- Location: near Eccleshall, Staffordshire
- OS grid: SJ 788 298
- Coordinates: 52°51′55″N 2°18′59″W﻿ / ﻿52.86528°N 2.31639°W
- Area: 16 hectares (40 acres)
- Operator: Staffordshire Wildlife Trust
- Website: www.staffs-wildlife.org.uk/nature-reserves/jacksons-coppice-marsh

= Jackson's Coppice and Marsh =

Jackson's Coppice and Marsh is a nature reserve of the Staffordshire Wildlife Trust. It is along the River Sow, near the village of Bishop's Offley and about 2.5 mi west of Eccleshall, in Staffordshire, England.

==Description==
The reserve, area 8 ha, is leased from the Sugnall Estate. It lies along the River Sow; Offleybrook Mill is upstream and Walk Mill is downstream. In the 13th century, a dam at Walk Mill raised the water level of the marsh, and until the 1950s the fields were managed as water-meadows. After the 1970s, when Walk Mill fell into disuse, the mill pond became silted up; the pond has since been restored.

===Marsh===
There is a boardwalk leading through an alder carr, a wet woodland of alder. The River Sow is split here into a number of narrow channels. It is a habitat for particular species of plant and insects; dragonflies and damselflies may be seen.

===Jackson's Coppice===
The wood, which has been coppiced in the past, has been long established, originally with oak, rowan and hazel. It is thought that the sweet chestnut, beech and hornbeam were planted in the late 19th century. The coppice has a notable display of blubells in the spring. The sandy soil has encouraged a large badger sett. Several species of woodland birds may be seen, such as nuthatch, treecreeper and great spotted woodpecker.

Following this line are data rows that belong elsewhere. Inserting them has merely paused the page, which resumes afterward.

//! Due-item selection and review session snapshots
//!
//! A review session pins the batch it was started with. Completing the
//! session grades exactly those ids, even if words were added to the ledger
//! in between.

use std::collections::{BTreeMap, BTreeSet};

use chrono::{DateTime, Utc};
use serde::{Deserialize, Serialize};
use uuid::Uuid;

use super::algorithm::calculate_next_review_at;
use super::errors::{Result, SrsError};
use super::models::{Grade, ReviewOutcome, VocabularyItem};

/// Pick the `limit` items with the earliest `next_review`, most overdue first
pub fn select_review_batch<'a, I>(items: I, limit: usize) -> Vec<&'a VocabularyItem>
where
    I: IntoIterator<Item = &'a VocabularyItem>,
{
    let mut sorted: Vec<&VocabularyItem> = items.into_iter().collect();
    sorted.sort_by_key(|item| item.next_review);
    sorted.truncate(limit);
    sorted
}

/// All items due at `now`, oldest first
pub fn due_items<'a, I>(items: I, now: DateTime<Utc>) -> Vec<&'a VocabularyItem>
where
    I: IntoIterator<Item = &'a VocabularyItem>,
{
    let mut due: Vec<&VocabularyItem> = items.into_iter().filter(|i| i.is_due_at(now)).collect();
    due.sort_by_key(|item| item.next_review);
    due
}

/// A review batch captured once at session start
#[derive(Debug, Clone, PartialEq, Serialize, Deserialize)]
#[serde(rename_all = "camelCase")]
pub struct ReviewSession {
    pub id: Uuid,
    pub course_id: String,
    /// Pinned item ids in selection order
    pub item_ids: Vec<Uuid>,
    /// Surface forms, parallel to `item_ids`
    pub words: Vec<String>,
    pub started_at: DateTime<Utc>,
}

impl ReviewSession {
    /// Select and pin a batch. Returns `None` when there is nothing to review.
    pub fn begin(
        course_id: &str,
        vocabulary: &BTreeMap<Uuid, VocabularyItem>,
        limit: usize,
        now: DateTime<Utc>,
    ) -> Option<Self> {
        let batch = select_review_batch(vocabulary.values(), limit);
        if batch.is_empty() {
            return None;
        }

        Some(Self {
            id: Uuid::new_v4(),
            course_id: course_id.to_string(),
            item_ids: batch.iter().map(|item| item.id).collect(),
            words: batch.iter().map(|item| item.word.clone()).collect(),
            started_at: now,
        })
    }

    /// Topic line handed to the lesson generator
    pub fn topic(&self) -> String {
        format!("Review: {}", self.words.join(", "))
    }

    pub fn contains(&self, item_id: Uuid) -> bool {
        self.item_ids.contains(&item_id)
    }

    /// Same grade for every pinned item
    pub fn grade_all(&self, grade: Grade) -> Vec<ReviewOutcome> {
        self.item_ids
            .iter()
            .map(|&item_id| ReviewOutcome { item_id, grade })
            .collect()
    }

    /// Apply outcomes to the pinned items, returning a new vocabulary map
    ///
    /// Every outcome must name a pinned id at most once, and every graded id
    /// must still be in the vocabulary. Items outside the outcomes are left
    /// untouched.
    pub fn apply(
        &self,
        vocabulary: &BTreeMap<Uuid, VocabularyItem>,
        outcomes: &[ReviewOutcome],
        now: DateTime<Utc>,
    ) -> Result<BTreeMap<Uuid, VocabularyItem>> {
        let mut updated = vocabulary.clone();
        let mut graded = BTreeSet::new();

        for outcome in outcomes {
            if !self.contains(outcome.item_id) {
                return Err(SrsError::NotInSession(outcome.item_id));
            }
            if !graded.insert(outcome.item_id) {
                return Err(SrsError::DuplicateOutcome(outcome.item_id));
            }
            let item = vocabulary
                .get(&outcome.item_id)
                .ok_or(SrsError::ItemNotFound(outcome.item_id))?;
            updated.insert(
                outcome.item_id,
                calculate_next_review_at(item, outcome.grade, now),
            );
        }

        Ok(updated)
    }
}
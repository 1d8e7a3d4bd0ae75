//! TOML-based application configuration.
//!
//! Stored at `~/.config/linguaverse/config.toml`. Every key is optional:
//!
//! ```text
//! data_dir = "/home/me/.local/share/linguaverse"
//!
//! [profile]
//! username = "Operative"
//! max_hearts = 5
//!
//! [review]
//! batch_size = 10
//! pass_grade = 4
//! encounter_grade = 4
//! ```

use std::fs;
use std::path::{Path, PathBuf};

use serde::{Deserialize, Serialize};
use thiserror::Error;

use crate::progress::{GlobalProfile, LessonPolicy, DEFAULT_MAX_HEARTS};
use crate::srs::{Grade, DEFAULT_REVIEW_BATCH_SIZE};

#[derive(Error, Debug)]
pub enum ConfigError {
    #[error("IO error: {0}")]
    Io(#[from] std::io::Error),

    #[error("Config parse error: {0}")]
    Parse(#[from] toml::de::Error),

    #[error("Config serialize error: {0}")]
    Serialize(#[from] toml::ser::Error),

    #[error("Invalid config: {0}")]
    Invalid(String),
}

/// Learner profile defaults.
#[derive(Debug, Clone, PartialEq, Serialize, Deserialize)]
pub struct ProfileConfig {
    #[serde(default = "default_username")]
    pub username: String,
    #[serde(default = "default_max_hearts")]
    pub max_hearts: u32,
}

/// Review scheduling settings.
#[derive(Debug, Clone, PartialEq, Serialize, Deserialize)]
pub struct ReviewConfig {
    /// Items pinned per review session
    #[serde(default = "default_batch_size")]
    pub batch_size: usize,
    /// Grade for every word of a passed review session
    #[serde(default = "default_grade")]
    pub pass_grade: i32,
    /// Grade when a lesson re-teaches a known word
    #[serde(default = "default_grade")]
    pub encounter_grade: i32,
}

/// Application configuration.
#[derive(Debug, Clone, Default, PartialEq, Serialize, Deserialize)]
pub struct AppConfig {
    #[serde(default, skip_serializing_if = "Option::is_none")]
    pub data_dir: Option<PathBuf>,
    #[serde(default)]
    pub profile: ProfileConfig,
    #[serde(default)]
    pub review: ReviewConfig,
}

fn default_username() -> String {
    "Operative".to_string()
}
fn default_max_hearts() -> u32 {
    DEFAULT_MAX_HEARTS
}
fn default_batch_size() -> usize {
    DEFAULT_REVIEW_BATCH_SIZE
}
fn default_grade() -> i32 {
    Grade::GOOD.into()
}

impl Default for ProfileConfig {
    fn default() -> Self {
        Self {
            username: default_username(),
            max_hearts: default_max_hearts(),
        }
    }
}

impl Default for ReviewConfig {
    fn default() -> Self {
        Self {
            batch_size: default_batch_size(),
            pass_grade: default_grade(),
            encounter_grade: default_grade(),
        }
    }
}

impl AppConfig {
    /// Default config file location
    pub fn default_path() -> Option<PathBuf> {
        dirs::config_dir().map(|p| p.join("linguaverse").join("config.toml"))
    }

    /// Load from `path`; a missing file yields the defaults
    pub fn load(path: &Path) -> Result<Self, ConfigError> {
        if !path.exists() {
            log::debug!("No config at {:?}, using defaults", path);
            return Ok(Self::default());
        }

        let content = fs::read_to_string(path)?;
        let config: Self = toml::from_str(&content)?;
        config.validate()?;
        Ok(config)
    }

    pub fn save(&self, path: &Path) -> Result<(), ConfigError> {
        if let Some(parent) = path.parent() {
            fs::create_dir_all(parent)?;
        }
        fs::write(path, toml::to_string_pretty(self)?)?;
        Ok(())
    }

    /// Reject values the scheduler cannot work with
    pub fn validate(&self) -> Result<(), ConfigError> {
        if self.review.batch_size == 0 {
            return Err(ConfigError::Invalid(
                "review.batch_size must be at least 1".to_string(),
            ));
        }
        self.pass_grade()?;
        self.lesson_policy()?;
        Ok(())
    }

    pub fn pass_grade(&self) -> Result<Grade, ConfigError> {
        Grade::new(self.review.pass_grade)
            .map_err(|e| ConfigError::Invalid(format!("review.pass_grade: {}", e)))
    }

    pub fn lesson_policy(&self) -> Result<LessonPolicy, ConfigError> {
        let encounter_grade = Grade::new(self.review.encounter_grade)
            .map_err(|e| ConfigError::Invalid(format!("review.encounter_grade: {}", e)))?;
        Ok(LessonPolicy {
            max_hearts: self.profile.max_hearts,
            encounter_grade,
        })
    }

    /// Profile for a learner with no saved state
    pub fn default_profile(&self) -> GlobalProfile {
        GlobalProfile {
            username: self.profile.username.clone(),
            hearts: self.profile.max_hearts,
            ..GlobalProfile::default()
        }
    }
}

#[cfg(test)]
mod tests {
    use super::*;
    use tempfile::TempDir;

    #[test]
    fn test_missing_file_uses_defaults() {
        let temp = TempDir::new().unwrap();
        let config = AppConfig::load(&temp.path().join("config.toml")).unwrap();

        assert_eq!(config, AppConfig::default());
        assert_eq!(config.review.batch_size, 10);
        assert_eq!(config.pass_grade().unwrap(), Grade::GOOD);
        assert_eq!(config.lesson_policy().unwrap(), LessonPolicy::default());
    }

    #[test]
    fn test_partial_file() {
        let temp = TempDir::new().unwrap();
        let path = temp.path().join("config.toml");
        fs::write(&path, "[review]\nbatch_size = 5\n").unwrap();

        let config = AppConfig::load(&path).unwrap();
        assert_eq!(config.review.batch_size, 5);
        assert_eq!(config.review.pass_grade, 4);
        assert_eq!(config.profile.username, "Operative");
        assert!(config.data_dir.is_none());
    }

    #[test]
    fn test_invalid_grade_rejected() {
        let temp = TempDir::new().unwrap();
        let path = temp.path().join("config.toml");
        fs::write(&path, "[review]\npass_grade = 7\n").unwrap();

        assert!(matches!(AppConfig::load(&path), Err(ConfigError::Invalid(_))));
    }

    #[test]
    fn test_zero_batch_rejected() {
        let config = AppConfig {
            review: ReviewConfig {
                batch_size: 0,
                ..ReviewConfig::default()
            },
            ..AppConfig::default()
        };
        assert!(matches!(config.validate(), Err(ConfigError::Invalid(_))));
    }

    #[test]
    fn test_save_and_reload() {
        let temp = TempDir::new().unwrap();
        let path = temp.path().join("nested").join("config.toml");

        let mut config = AppConfig::default();
        config.data_dir = Some(temp.path().join("data"));
        config.profile.username = "Neo".to_string();
        config.save(&path).unwrap();

        let loaded = AppConfig::load(&path).unwrap();
        assert_eq!(loaded, config);
        assert_eq!(loaded.default_profile().username, "Neo");
    }
}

==Increase in size of the reserve==
In 2026, as a result of a gift left in a will, the Trust purchased an area of wet woodland and marsh, part of the floodplain of the River Sow; this has doubled the area of the reserve to 16 ha. Plans for the additional area include coppicing mature alder trees to allow more light, since the land is very wet, and managing the growth of willows. In the long term, the habitat will be improved for relevant species of butterflies and birds, by introducing flowers and patches of scrub.